== Segment start ==

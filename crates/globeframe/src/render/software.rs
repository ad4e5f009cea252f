//! A CPU rasterizer implementing [`RenderDevice`].
//!
//! Used headless by tests and the benchmark binary. Quads are split into two
//! triangles and filled by testing pixel centers against their edges.

use std::collections::HashMap;

use glam::DVec2;

use crate::error::{Error, Result};
use crate::geom::Viewport;
use crate::resource::{ImageData, ImageOptions, Resampling, WrapMode};

use super::device::{QuadFill, RenderDevice, Rgba, TextureId};

struct SoftwareTexture {
    image: ImageData,
    options: ImageOptions,
}

/// Software render target with a color buffer and a texture table.
pub struct SoftwareDevice {
    width: u32,
    height: u32,
    /// Rows ordered bottom to top.
    color: Vec<Rgba>,
    viewport: Viewport,
    textures: HashMap<TextureId, SoftwareTexture>,
    next_texture: u32,
    presented: u64,
}

impl SoftwareDevice {
    #[must_use]
    pub fn new(width: u32, height: u32) -> Self {
        let mut device = Self {
            width: 0,
            height: 0,
            color: Vec::new(),
            viewport: Viewport::default(),
            textures: HashMap::new(),
            next_texture: 1,
            presented: 0,
        };
        device.resize(width, height);
        device
    }

    #[must_use]
    pub fn width(&self) -> u32 {
        self.width
    }

    #[must_use]
    pub fn height(&self) -> u32 {
        self.height
    }

    /// Number of textures currently allocated.
    #[must_use]
    pub fn texture_count(&self) -> usize {
        self.textures.len()
    }

    /// Number of frames presented so far.
    #[must_use]
    pub fn presented_frames(&self) -> u64 {
        self.presented
    }

    /// The color at a window coordinate.
    #[must_use]
    pub fn pixel(&self, x: i32, y: i32) -> Option<Rgba> {
        self.index(x, y).map(|i| self.color[i])
    }

    fn index(&self, x: i32, y: i32) -> Option<usize> {
        let (x, y) = (u32::try_from(x).ok()?, u32::try_from(y).ok()?);
        (x < self.width && y < self.height).then(|| (y * self.width + x) as usize)
    }

    fn surface(&self) -> Viewport {
        Viewport::new(0, 0, self.width as i32, self.height as i32)
    }

    fn fill_triangle(
        &mut self,
        p: [DVec2; 3],
        uv: Option<(&SoftwareTexture, [DVec2; 3])>,
        solid: Rgba,
    ) {
        let area = edge(p[0], p[1], p[2]);
        if area.abs() < f64::EPSILON {
            return;
        }
        let clip = self.viewport.intersection(&self.surface());
        if clip.is_empty() {
            return;
        }
        let min_x = p.iter().map(|v| v.x).fold(f64::INFINITY, f64::min).floor() as i32;
        let max_x = p.iter().map(|v| v.x).fold(f64::NEG_INFINITY, f64::max).ceil() as i32;
        let min_y = p.iter().map(|v| v.y).fold(f64::INFINITY, f64::min).floor() as i32;
        let max_y = p.iter().map(|v| v.y).fold(f64::NEG_INFINITY, f64::max).ceil() as i32;
        let x0 = min_x.max(clip.x);
        let x1 = max_x.min(clip.x + clip.width);
        let y0 = min_y.max(clip.y);
        let y1 = max_y.min(clip.y + clip.height);

        for y in y0..y1 {
            for x in x0..x1 {
                let center = DVec2::new(f64::from(x) + 0.5, f64::from(y) + 0.5);
                let w0 = edge(p[1], p[2], center) / area;
                let w1 = edge(p[2], p[0], center) / area;
                let w2 = edge(p[0], p[1], center) / area;
                if w0 < 0.0 || w1 < 0.0 || w2 < 0.0 {
                    continue;
                }
                let color = match uv {
                    Some((texture, t)) => {
                        let st = t[0] * w0 + t[1] * w1 + t[2] * w2;
                        sample(texture, st)
                    }
                    None => solid,
                };
                if let Some(i) = self.index(x, y) {
                    self.color[i] = blend(self.color[i], color);
                }
            }
        }
    }
}

/// Twice the signed area of the triangle (a, b, c).
fn edge(a: DVec2, b: DVec2, c: DVec2) -> f64 {
    (b.x - a.x) * (c.y - a.y) - (b.y - a.y) * (c.x - a.x)
}

fn blend(dst: Rgba, src: Rgba) -> Rgba {
    match src[3] {
        255 => src,
        0 => dst,
        alpha => {
            let a = u32::from(alpha);
            let mix = |s: u8, d: u8| ((u32::from(s) * a + u32::from(d) * (255 - a)) / 255) as u8;
            [
                mix(src[0], dst[0]),
                mix(src[1], dst[1]),
                mix(src[2], dst[2]),
                (a + u32::from(dst[3]) * (255 - a) / 255) as u8,
            ]
        }
    }
}

fn wrap(coord: f64, mode: WrapMode) -> f64 {
    match mode {
        WrapMode::ClampToEdge => coord.clamp(0.0, 1.0),
        WrapMode::Repeat => coord.rem_euclid(1.0),
    }
}

fn texel(image: &ImageData, x: i64, y: i64) -> Rgba {
    let x = x.clamp(0, i64::from(image.width) - 1) as u32;
    let y = y.clamp(0, i64::from(image.height) - 1) as u32;
    image.pixel(x, y).unwrap_or([0, 0, 0, 0])
}

fn sample(texture: &SoftwareTexture, st: DVec2) -> Rgba {
    let image = &texture.image;
    let s = wrap(st.x, texture.options.wrap_mode) * f64::from(image.width);
    let t = wrap(st.y, texture.options.wrap_mode) * f64::from(image.height);
    match texture.options.resampling {
        Resampling::NearestNeighbor => texel(image, s.floor() as i64, t.floor() as i64),
        Resampling::Bilinear => {
            let (fx, fy) = (s - 0.5, t - 0.5);
            let (x0, y0) = (fx.floor(), fy.floor());
            let (ax, ay) = (fx - x0, fy - y0);
            let (x0, y0) = (x0 as i64, y0 as i64);
            let c00 = texel(image, x0, y0);
            let c10 = texel(image, x0 + 1, y0);
            let c01 = texel(image, x0, y0 + 1);
            let c11 = texel(image, x0 + 1, y0 + 1);
            let mut out = [0u8; 4];
            for (i, channel) in out.iter_mut().enumerate() {
                let top = f64::from(c00[i]) * (1.0 - ax) + f64::from(c10[i]) * ax;
                let bottom = f64::from(c01[i]) * (1.0 - ax) + f64::from(c11[i]) * ax;
                *channel = (top * (1.0 - ay) + bottom * ay).round() as u8;
            }
            out
        }
    }
}

impl RenderDevice for SoftwareDevice {
    fn create_texture(&mut self, image: &ImageData, options: &ImageOptions) -> Result<TextureId> {
        if image.width == 0 || image.height == 0 {
            return Err(Error::device("create_texture", "image has no pixels"));
        }
        let id = TextureId(self.next_texture);
        self.next_texture += 1;
        self.textures.insert(
            id,
            SoftwareTexture {
                image: image.clone(),
                options: *options,
            },
        );
        Ok(id)
    }

    fn delete_texture(&mut self, texture: TextureId) {
        self.textures.remove(&texture);
    }

    fn resize(&mut self, width: u32, height: u32) {
        self.width = width;
        self.height = height;
        self.color = vec![[0, 0, 0, 0]; width as usize * height as usize];
        self.viewport = self.surface();
    }

    fn set_viewport(&mut self, viewport: Viewport) {
        self.viewport = viewport;
    }

    fn clear(&mut self, color: Rgba) {
        let clip = self.viewport.intersection(&self.surface());
        for y in clip.y..clip.y + clip.height {
            for x in clip.x..clip.x + clip.width {
                if let Some(i) = self.index(x, y) {
                    self.color[i] = color;
                }
            }
        }
    }

    fn draw_quad(&mut self, corners: &[DVec2; 4], fill: &QuadFill) -> Result<()> {
        let [a, b, c, d] = *corners;
        match fill {
            QuadFill::Solid(color) => {
                self.fill_triangle([a, b, c], None, *color);
                self.fill_triangle([a, c, d], None, *color);
            }
            QuadFill::Textured {
                texture,
                tex_coords,
            } => {
                // Temporarily take the texture so the color buffer can be borrowed mutably.
                let entry = self.textures.remove(texture).ok_or_else(|| {
                    Error::device("draw_quad", format!("texture {} does not exist", texture.0))
                })?;
                let [ta, tb, tc, td] = *tex_coords;
                self.fill_triangle([a, b, c], Some((&entry, [ta, tb, tc])), [0; 4]);
                self.fill_triangle([a, c, d], Some((&entry, [ta, tc, td])), [0; 4]);
                self.textures.insert(*texture, entry);
            }
        }
        Ok(())
    }

    fn read_pixels(&mut self, region: Viewport) -> Result<Vec<Rgba>> {
        let clip = region.intersection(&self.surface());
        if clip != region {
            return Err(Error::device(
                "read_pixels",
                format!("region {region:?} lies outside the {}x{} surface", self.width, self.height),
            ));
        }
        let mut pixels = Vec::with_capacity(region.area());
        for y in region.y..region.y + region.height {
            for x in region.x..region.x + region.width {
                pixels.push(self.pixel(x, y).unwrap_or([0; 4]));
            }
        }
        Ok(pixels)
    }

    fn present(&mut self) {
        self.presented += 1;
    }
}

== Segment end ==

Pull out the lines above in which the word "WrapMode" appears.

use crate::resource::{ImageData, ImageOptions, Resampling, WrapMode};
fn wrap(coord: f64, mode: WrapMode) -> f64 {
        WrapMode::ClampToEdge => coord.clamp(0.0, 1.0),
        WrapMode::Repeat => coord.rem_euclid(1.0),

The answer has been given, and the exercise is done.